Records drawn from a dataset
------
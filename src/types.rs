#[derive(Debug, Clone, Copy, PartialEq, Eq, clap::ValueEnum)]
pub enum LogLevel {
    Debug,
    Info,
    Warn,
    Error,
}

impl LogLevel {
    /// Directive for `tracing_subscriber::EnvFilter`.
    pub fn as_filter(&self) -> &'static str {
        match self {
            LogLevel::Debug => "debug",
            LogLevel::Info => "info",
            LogLevel::Warn => "warn",
            LogLevel::Error => "error",
        }
    }
}
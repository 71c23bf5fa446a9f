//! Ctrl+C / SIGTERM handling.
//!
//! The first signal cancels a [`CancellationToken`]; album runs check it
//! between items, so the item in flight always finishes. A second signal
//! exits immediately with status 130.

use tokio_util::sync::CancellationToken;

/// Exit status for a forced stop (128 + SIGINT).
const FORCE_EXIT_CODE: i32 = 130;

#[cfg(unix)]
async fn next_signal(sigterm: &mut Option<tokio::signal::unix::Signal>) {
    match sigterm {
        Some(sigterm) => {
            tokio::select! {
                _ = tokio::signal::ctrl_c() => {}
                _ = sigterm.recv() => {}
            }
        }
        None => {
            let _ = tokio::signal::ctrl_c().await;
        }
    }
}

/// Install signal handlers and return the token they cancel.
pub(crate) fn install_signal_handler() -> CancellationToken {
    let token = CancellationToken::new();
    let handler_token = token.clone();

    tokio::spawn(async move {
        #[cfg(unix)]
        let mut sigterm = {
            use tokio::signal::unix::{signal, SignalKind};
            match signal(SignalKind::terminate()) {
                Ok(s) => Some(s),
                Err(e) => {
                    tracing::warn!("Failed to register SIGTERM handler: {}", e);
                    None
                }
            }
        };

        let mut received = 0u32;
        loop {
            #[cfg(unix)]
            next_signal(&mut sigterm).await;
            #[cfg(not(unix))]
            let _ = tokio::signal::ctrl_c().await;

            received += 1;
            if received == 1 {
                tracing::info!("Received shutdown signal, finishing the current item...");
                tracing::info!("Press Ctrl+C again to force exit");
                handler_token.cancel();
            } else {
                tracing::warn!("Force exit requested");
                std::process::exit(FORCE_EXIT_CODE);
            }
        }
    });

    token
}
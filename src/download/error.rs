use thiserror::Error;

use crate::http::NetworkError;

/// Typed download errors enabling retry classification.
///
/// Every remote failure is worth another attempt; only local disk errors
/// abort the retry loop early.
#[derive(Debug, Error)]
pub enum DownloadError {
    #[error("HTTP error {status} for {url}")]
    HttpStatus { status: u16, url: String },

    #[error("Size mismatch for {path}: expected {expected} bytes, got {actual}")]
    SizeMismatch {
        path: String,
        expected: i64,
        actual: u64,
    },

    #[error("Server is under maintenance: {0}")]
    Maintenance(String),

    #[error(transparent)]
    Network(NetworkError),

    #[error("Disk error: {0}")]
    Disk(#[from] std::io::Error),

    #[error("External downloader failed: {0}")]
    ExternalTool(String),
}

impl From<NetworkError> for DownloadError {
    fn from(e: NetworkError) -> Self {
        match e {
            NetworkError::Io(io) => DownloadError::Disk(io),
            NetworkError::Status { status, url } => DownloadError::HttpStatus { status, url },
            other => DownloadError::Network(other),
        }
    }
}

impl DownloadError {
    /// Whether this error is transient and worth retrying.
    pub fn is_retryable(&self) -> bool {
        !matches!(self, DownloadError::Disk(_))
    }
}

#[cfg(test)]
mod tests {
    use super::*;

    #[test]
    fn test_http_status_retryable() {
        for status in [403, 404, 429, 500, 503] {
            let e = DownloadError::HttpStatus {
                status,
                url: "x".into(),
            };
            assert!(e.is_retryable(), "status {status}");
        }
    }

    #[test]
    fn test_size_mismatch_retryable() {
        let e = DownloadError::SizeMismatch {
            path: "x".into(),
            expected: 10,
            actual: 4,
        };
        assert!(e.is_retryable());
    }

    #[test]
    fn test_maintenance_retryable() {
        assert!(DownloadError::Maintenance("x".into()).is_retryable());
    }

    #[test]
    fn test_external_tool_retryable() {
        assert!(DownloadError::ExternalTool("exit 4".into()).is_retryable());
    }

    #[test]
    fn test_disk_not_retryable() {
        let e = DownloadError::Disk(std::io::Error::other("disk full"));
        assert!(!e.is_retryable());
    }

    #[test]
    fn test_network_io_maps_to_disk() {
        let e: DownloadError = NetworkError::Io(std::io::Error::other("read-only")).into();
        assert!(matches!(e, DownloadError::Disk(_)));
        assert!(!e.is_retryable());
    }

    #[test]
    fn test_network_status_maps_to_http_status() {
        let e: DownloadError = NetworkError::Status {
            status: 502,
            url: "u".into(),
        }
        .into();
        assert!(matches!(e, DownloadError::HttpStatus { status: 502, .. }));
    }

    #[test]
    fn test_empty_body_is_network() {
        let e: DownloadError = NetworkError::EmptyBody("u".into()).into();
        assert!(matches!(e, DownloadError::Network(_)));
        assert!(e.is_retryable());
    }
}
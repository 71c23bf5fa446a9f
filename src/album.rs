//! Album orchestration: fetch a page, resolve each item, filter, then export
//! or download one item at a time.

use std::collections::BTreeSet;
use std::path::{Path, PathBuf};
use std::time::Instant;

use thiserror::Error;
use tokio_util::sync::CancellationToken;

use crate::download::{self, paths, DownloadEngine};
use crate::http::NetworkError;
use crate::site::{self, AlbumEntry, ResolveError, ResolvedItem};
use crate::state::{Ledger, StateError, UrlList};

/// Attempts per item when the caller does not choose.
pub const DEFAULT_RETRY_LIMIT: u32 = 10;
pub const MAX_RETRY_LIMIT: u32 = 50;

/// Successful downloads between checkpoint log lines.
const CHECKPOINT_INTERVAL: usize = 10;

#[derive(Debug, Error)]
pub enum AlbumError {
    #[error("Failed to fetch the album page {url}: {source}")]
    PageFetch {
        url: String,
        #[source]
        source: NetworkError,
    },

    #[error("No items found in {0}")]
    NoItemsFound(String),

    #[error("Download directory is not writable: {path}: {source}")]
    DirectoryNotWritable {
        path: PathBuf,
        #[source]
        source: std::io::Error,
    },

    #[error(transparent)]
    Ledger(#[from] StateError),
}

/// One album to process. Immutable once built.
#[derive(Debug, Clone)]
pub struct AlbumRequest {
    source_url: String,
    retry_limit: u32,
    extension_filter: BTreeSet<String>,
    destination_root: PathBuf,
    export_only: bool,
}

impl AlbumRequest {
    pub fn new(source_url: impl Into<String>, destination_root: impl Into<PathBuf>) -> Self {
        Self {
            source_url: source_url.into(),
            retry_limit: DEFAULT_RETRY_LIMIT,
            extension_filter: BTreeSet::new(),
            destination_root: destination_root.into(),
            export_only: false,
        }
    }

    /// Clamped to `1..=MAX_RETRY_LIMIT`.
    pub fn with_retry_limit(mut self, retry_limit: u32) -> Self {
        self.retry_limit = retry_limit.clamp(1, MAX_RETRY_LIMIT);
        self
    }

    /// Lowercase extensions without the dot; empty allows everything.
    pub fn with_extension_filter(mut self, filter: BTreeSet<String>) -> Self {
        self.extension_filter = filter;
        self
    }

    pub fn with_export_only(mut self, export_only: bool) -> Self {
        self.export_only = export_only;
        self
    }

    pub fn source_url(&self) -> &str {
        &self.source_url
    }

    pub fn retry_limit(&self) -> u32 {
        self.retry_limit
    }

    pub fn extension_filter(&self) -> &BTreeSet<String> {
        &self.extension_filter
    }

    pub fn destination_root(&self) -> &Path {
        &self.destination_root
    }

    pub fn export_only(&self) -> bool {
        self.export_only
    }
}

/// Outcome of one album run.
#[derive(Debug, Clone, PartialEq, Eq)]
pub struct RunResult {
    pub album_name: String,
    pub downloaded: usize,
    pub failed: usize,
    pub destination: PathBuf,
    /// Stopped early by a shutdown signal.
    pub interrupted: bool,
}

/// Page URLs without a scheme are fetched over https.
fn with_scheme(url: &str) -> String {
    if url.starts_with("http") {
        url.to_string()
    } else {
        format!("https://{url}")
    }
}

pub struct AlbumDownloader {
    engine: DownloadEngine,
    no_progress_bar: bool,
    shutdown_token: CancellationToken,
}

impl AlbumDownloader {
    pub fn new(
        engine: DownloadEngine,
        no_progress_bar: bool,
        shutdown_token: CancellationToken,
    ) -> Self {
        Self {
            engine,
            no_progress_bar,
            shutdown_token,
        }
    }

    pub async fn run(&self, request: &AlbumRequest) -> Result<RunResult, AlbumError> {
        let started = Instant::now();
        let page_url = with_scheme(request.source_url());
        tracing::info!("Processing URL: {}", page_url);

        let album = site::load_album(self.engine.client(), &page_url)
            .await
            .map_err(|source| AlbumError::PageFetch {
                url: page_url.clone(),
                source,
            })?;
        if album.entries.is_empty() {
            return Err(AlbumError::NoItemsFound(page_url));
        }

        let destination = request
            .destination_root()
            .join(album.name.replace('\n', ""));
        tokio::fs::create_dir_all(&destination)
            .await
            .map_err(|source| AlbumError::DirectoryNotWritable {
                path: destination.clone(),
                source,
            })?;
        let ledger = Ledger::open(&destination).await.map_err(|e| match e {
            StateError::Io { path, source } => AlbumError::DirectoryNotWritable { path, source },
        })?;
        let url_list = UrlList::new(&destination);

        tracing::info!(
            "Found {} items in album \"{}\"",
            album.entries.len(),
            album.name
        );
        tracing::info!("Saving to: {}", destination.display());
        tracing::debug!(entries = ledger.entry_count(), "Ledger loaded");

        let pb = download::create_progress_bar(self.no_progress_bar, album.entries.len() as u64);
        let verify_size = album.layout.is_primary();
        let mut downloaded = 0usize;
        let mut failed = 0usize;
        let mut interrupted = false;
        let mut last_checkpoint = 0usize;

        for entry in album.entries {
            if self.shutdown_token.is_cancelled() {
                pb.suspend(|| tracing::info!("Shutdown requested, stopping before next item"));
                interrupted = true;
                break;
            }
            if downloaded > 0
                && downloaded % CHECKPOINT_INTERVAL == 0
                && downloaded != last_checkpoint
            {
                last_checkpoint = downloaded;
                tracing::debug!(downloaded, failed, "Checkpoint");
            }

            let item = match self.resolve_entry(album.layout, entry).await {
                Ok(item) => item,
                Err(e) => {
                    pb.suspend(|| tracing::warn!("Unable to find a download link: {}", e));
                    failed += 1;
                    pb.inc(1);
                    continue;
                }
            };
            pb.set_message(item.file_name.clone());

            if ledger.contains(&item.direct_url)
                || !paths::extension_allowed(request.extension_filter(), &item.extension)
            {
                tracing::debug!(url = %item.direct_url, "Skipping");
                pb.inc(1);
                continue;
            }

            if request.export_only() {
                url_list.append(&item.direct_url).await?;
                downloaded += 1;
                pb.inc(1);
                continue;
            }

            let dest = destination.join(&item.file_name);
            let result = self
                .engine
                .download(&item, &dest, &page_url, verify_size, request.retry_limit())
                .await;
            match result {
                Ok(report) => {
                    ledger.append(&item.direct_url).await?;
                    downloaded += 1;
                    pb.suspend(|| {
                        tracing::info!(
                            "Success! {} ({} bytes, using {})",
                            item.file_name,
                            report.size,
                            report.method
                        )
                    });
                }
                Err(e) => {
                    failed += 1;
                    pb.suspend(|| tracing::warn!("Failed: {}: {}", item.file_name, e));
                }
            }
            pb.inc(1);
        }
        pb.finish_and_clear();

        let elapsed = download::format_duration(started.elapsed());
        if request.export_only() {
            tracing::info!("URL list exported to {}", url_list.path().display());
        } else {
            tracing::info!("── Summary ──");
            tracing::info!("  {} downloaded, {} failed in {}", downloaded, failed, elapsed);
            tracing::info!("  Files saved to: {}", destination.display());
        }

        Ok(RunResult {
            album_name: album.name,
            downloaded,
            failed,
            destination,
            interrupted,
        })
    }

    async fn resolve_entry(
        &self,
        layout: site::PageLayout,
        entry: AlbumEntry,
    ) -> Result<ResolvedItem, ResolveError> {
        match entry {
            AlbumEntry::Resolved(item) => Ok(item),
            AlbumEntry::Pending(item_ref) => layout.resolve(self.engine.client(), &item_ref).await,
        }
    }
}
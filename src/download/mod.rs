//! Download engine: fetches one resolved item to disk with tool fallback,
//! size verification and fixed-interval retries.
//!
//! Each attempt tries the external downloader first (it streams straight to
//! disk) and falls back to a manual HEAD + GET through the shared
//! [`HttpClient`]. The engine never touches the ledger; recording a success
//! is the caller's job.

pub mod error;
pub mod external;
pub mod file;
pub mod paths;

use std::io::IsTerminal;
use std::path::Path;
use std::sync::Arc;
use std::time::Duration;

use indicatif::{ProgressBar, ProgressStyle};

use self::error::DownloadError;
use self::external::ExternalDownloader;
use crate::http::HttpClient;
use crate::retry::{self, RetryAction, RetryConfig};
use crate::site::{bunkr, ResolvedItem};

/// Placeholder video served while the CDN is down.
pub const MAINTENANCE_MARKER: &str = "bnkr.b-cdn.net/maintenance.mp4";

/// How a successful download was satisfied.
#[derive(Debug, Clone, Copy, PartialEq, Eq)]
pub enum DownloadMethod {
    /// The destination already existed; nothing was fetched.
    AlreadyPresent,
    External,
    Manual,
}

impl std::fmt::Display for DownloadMethod {
    fn fmt(&self, f: &mut std::fmt::Formatter<'_>) -> std::fmt::Result {
        f.write_str(match self {
            DownloadMethod::AlreadyPresent => "already present",
            DownloadMethod::External => "wget",
            DownloadMethod::Manual => "http",
        })
    }
}

#[derive(Debug, Clone, Copy, PartialEq, Eq)]
pub struct DownloadReport {
    pub size: u64,
    pub method: DownloadMethod,
}

pub struct DownloadEngine {
    client: Arc<dyn HttpClient>,
    external: Option<ExternalDownloader>,
    retry_delay_secs: u64,
}

impl DownloadEngine {
    pub fn new(
        client: Arc<dyn HttpClient>,
        external: Option<ExternalDownloader>,
        retry_delay_secs: u64,
    ) -> Self {
        Self {
            client,
            external,
            retry_delay_secs,
        }
    }

    pub fn client(&self) -> &dyn HttpClient {
        self.client.as_ref()
    }

    /// Download `item` to `dest`, making up to `retry_limit` attempts.
    ///
    /// A destination that exists before the first attempt counts as done.
    /// `verify_size` enables the declared-length check on manual fetches.
    /// Disk errors end the loop at once instead of using the remaining
    /// attempts.
    pub async fn download(
        &self,
        item: &ResolvedItem,
        dest: &Path,
        referer: &str,
        verify_size: bool,
        retry_limit: u32,
    ) -> Result<DownloadReport, DownloadError> {
        if let Ok(meta) = tokio::fs::metadata(dest).await {
            tracing::debug!(path = %dest.display(), "File already exists, skipped download");
            return Ok(DownloadReport {
                size: meta.len(),
                method: DownloadMethod::AlreadyPresent,
            });
        }

        let config = RetryConfig::new(retry_limit, self.retry_delay_secs);
        let max_attempts = config.max_attempts;
        retry::retry_with_backoff(
            &config,
            |e: &DownloadError| {
                if e.is_retryable() {
                    RetryAction::Retry
                } else {
                    RetryAction::Abort
                }
            },
            |attempt| async move {
                tracing::info!(
                    "Downloading {} (try {}/{})... {}",
                    item.file_name,
                    attempt,
                    max_attempts,
                    item.direct_url
                );
                self.attempt(item, dest, referer, verify_size).await
            },
        )
        .await
    }

    async fn attempt(
        &self,
        item: &ResolvedItem,
        dest: &Path,
        referer: &str,
        verify_size: bool,
    ) -> Result<DownloadReport, DownloadError> {
        let url = item.direct_url.as_str();
        let referer = if referer.is_empty() {
            bunkr::DEFAULT_REFERER
        } else {
            referer
        };
        if url.contains(MAINTENANCE_MARKER) {
            return Err(DownloadError::Maintenance(url.to_string()));
        }

        if let Some(external) = &self.external {
            match external.fetch(url, referer, dest).await {
                Ok(size) => {
                    return Ok(DownloadReport {
                        size,
                        method: DownloadMethod::External,
                    })
                }
                Err(e) => {
                    tracing::debug!("{}, falling back to HTTP", e);
                    // Whatever the failed run left behind is incomplete.
                    if tokio::fs::metadata(dest).await.is_ok() {
                        tokio::fs::remove_file(dest).await?;
                    }
                }
            }
        }

        let size =
            file::fetch_with_size_check(self.client.as_ref(), url, referer, dest, verify_size)
                .await?;
        Ok(DownloadReport {
            size,
            method: DownloadMethod::Manual,
        })
    }
}

/// Create a progress bar with a consistent template.
///
/// Returns `ProgressBar::hidden()` when the user passed `--no-progress-bar` or
/// stdout is not a TTY.
pub(crate) fn create_progress_bar(no_progress_bar: bool, total: u64) -> ProgressBar {
    if no_progress_bar || !std::io::stdout().is_terminal() {
        return ProgressBar::hidden();
    }
    let pb = ProgressBar::new(total);
    pb.set_style(
        ProgressStyle::with_template(
            "[{elapsed_precise}] [{bar:40.cyan/blue}] {pos}/{len} ({eta}) {msg}",
        )
        .expect("valid template")
        .progress_chars("=> "),
    );
    pb
}

pub(crate) fn format_duration(d: Duration) -> String {
    let total_secs = d.as_secs();
    let hours = total_secs / 3600;
    let mins = (total_secs % 3600) / 60;
    let secs = total_secs % 60;

    if hours > 0 {
        format!("{}h {:02}m {:02}s", hours, mins, secs)
    } else if mins > 0 {
        format!("{}m {:02}s", mins, secs)
    } else {
        format!("{}s", secs)
    }
}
------
* INSTRUCTIONS TO FOLLOW: In restating the data, begin at its first line, reproduce each line word for word, and conclude with the line that contains "received += 1;".

* SOLUTION FOR THIS TASK:
filename src/types.rs
#[derive(Debug, Clone, Copy, PartialEq, Eq, clap::ValueEnum)]
pub enum LogLevel {
    Debug,
    Info,
    Warn,
    Error,
}

impl LogLevel {
    /// Directive for `tracing_subscriber::EnvFilter`.
    pub fn as_filter(&self) -> &'static str {
        match self {
            LogLevel::Debug => "debug",
            LogLevel::Info => "info",
            LogLevel::Warn => "warn",
            LogLevel::Error => "error",
        }
    }
}
repository 71c23bf5fa446a9f
//! Ctrl+C / SIGTERM handling.
//!
//! The first signal cancels a [`CancellationToken`]; album runs check it
//! between items, so the item in flight always finishes. A second signal
//! exits immediately with status 130.

use tokio_util::sync::CancellationToken;

/// Exit status for a forced stop (128 + SIGINT).
const FORCE_EXIT_CODE: i32 = 130;

#[cfg(unix)]
async fn next_signal(sigterm: &mut Option<tokio::signal::unix::Signal>) {
    match sigterm {
        Some(sigterm) => {
            tokio::select! {
                _ = tokio::signal::ctrl_c() => {}
                _ = sigterm.recv() => {}
            }
        }
        None => {
            let _ = tokio::signal::ctrl_c().await;
        }
    }
}

/// Install signal handlers and return the token they cancel.
pub(crate) fn install_signal_handler() -> CancellationToken {
    let token = CancellationToken::new();
    let handler_token = token.clone();

    tokio::spawn(async move {
        #[cfg(unix)]
        let mut sigterm = {
            use tokio::signal::unix::{signal, SignalKind};
            match signal(SignalKind::terminate()) {
                Ok(s) => Some(s),
                Err(e) => {
                    tracing::warn!("Failed to register SIGTERM handler: {}", e);
                    None
                }
            }
        };

        let mut received = 0u32;
        loop {
            #[cfg(unix)]
            next_signal(&mut sigterm).await;
            #[cfg(not(unix))]
            let _ = tokio::signal::ctrl_c().await;

            received += 1;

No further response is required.